Она с сожалением поглядела на полуголого племянника.

- И зачем ты, Федя, к врагам пришёл? Ты же комсомолец. Чего ты к ним в пасть лезешь? - Тётка привлекла Федю к себе и заплакала.

- Так уж вышло! - Федя растерянно пожал плечами и, помолчав, спросил тётку, остался ли в городе кто-нибудь из ребят.

- Да какие тебе ребята! - Тётя Лиза недовольно махнула рукой. - Кто не уехал, в щели законурился, молчит. Как в тюрьме все живём - того нельзя, этого не смей.

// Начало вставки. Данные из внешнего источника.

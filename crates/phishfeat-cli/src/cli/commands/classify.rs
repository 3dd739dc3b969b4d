//! `phishfeat classify <url>` – extract, scale and classify one URL.

use anyhow::{Context, Result};
use phishfeat_core::config::{OutputFormat, PhishfeatConfig};
use phishfeat_core::pipeline::{
    self, Classification, LogisticModel, Scaler, StandardScaler, Verdict,
};
use std::path::PathBuf;

pub fn run_classify(
    cfg: &PhishfeatConfig,
    url: &str,
    model: Option<PathBuf>,
    scaler: Option<PathBuf>,
    format: OutputFormat,
) -> Result<()> {
    let model_path = model
        .or_else(|| cfg.model_path.clone())
        .context("no model given: pass --model or set model_path in config.toml")?;
    let model: LogisticModel = pipeline::load_json(&model_path)?;
    let model = model.with_fallback_threshold(Some(cfg.threshold));
    model
        .validate()
        .with_context(|| format!("model {}", model_path.display()))?;

    let scaler: Option<StandardScaler> = match scaler.or_else(|| cfg.scaler_path.clone()) {
        Some(p) => Some(pipeline::load_json(&p)?),
        None => None,
    };
    let scaler_ref = scaler.as_ref().map(|s| s as &dyn Scaler);

    let result = pipeline::classify(url, scaler_ref, &model)?;

    match format {
        OutputFormat::Text => {
            for line in text_report(&result, scaler.is_some()) {
                println!("{line}");
            }
        }
        OutputFormat::Json => println!("{}", serde_json::to_string_pretty(&result)?),
    }
    Ok(())
}

/// Text output: the verdict line, then a warning when a scaler was given but
/// could not be applied.
pub(crate) fn text_report(result: &Classification, scaler_given: bool) -> Vec<String> {
    let message = match result.verdict {
        Verdict::Malicious => "Phishing / malicious URL detected",
        Verdict::Benign => "URL appears benign",
    };
    let mut lines = vec![format!("{}: {} ({})", result.verdict, message, result.url)];
    if scaler_given && !result.scaled {
        lines.push("warning: scaler could not be applied; classified unscaled features".to_string());
    }
    lines
}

Вечером после восьми на улицу не покажись… В Клашу Назарову на днях немец из пистолета палил…

- Клаша здесь? - обрадовался Федя.

- Задержалась себе на беду. Только ты не думай бегать к ней: за вами, комсомольцами, во все глаза следят. Сиди пока тихо, за порог носа не показывай.

Федя не стал спорить с тёткой, но весть о том, что Клава Назарова в Острове, наполнила его радостью, - значит, он не напрасно пробирался в родные места.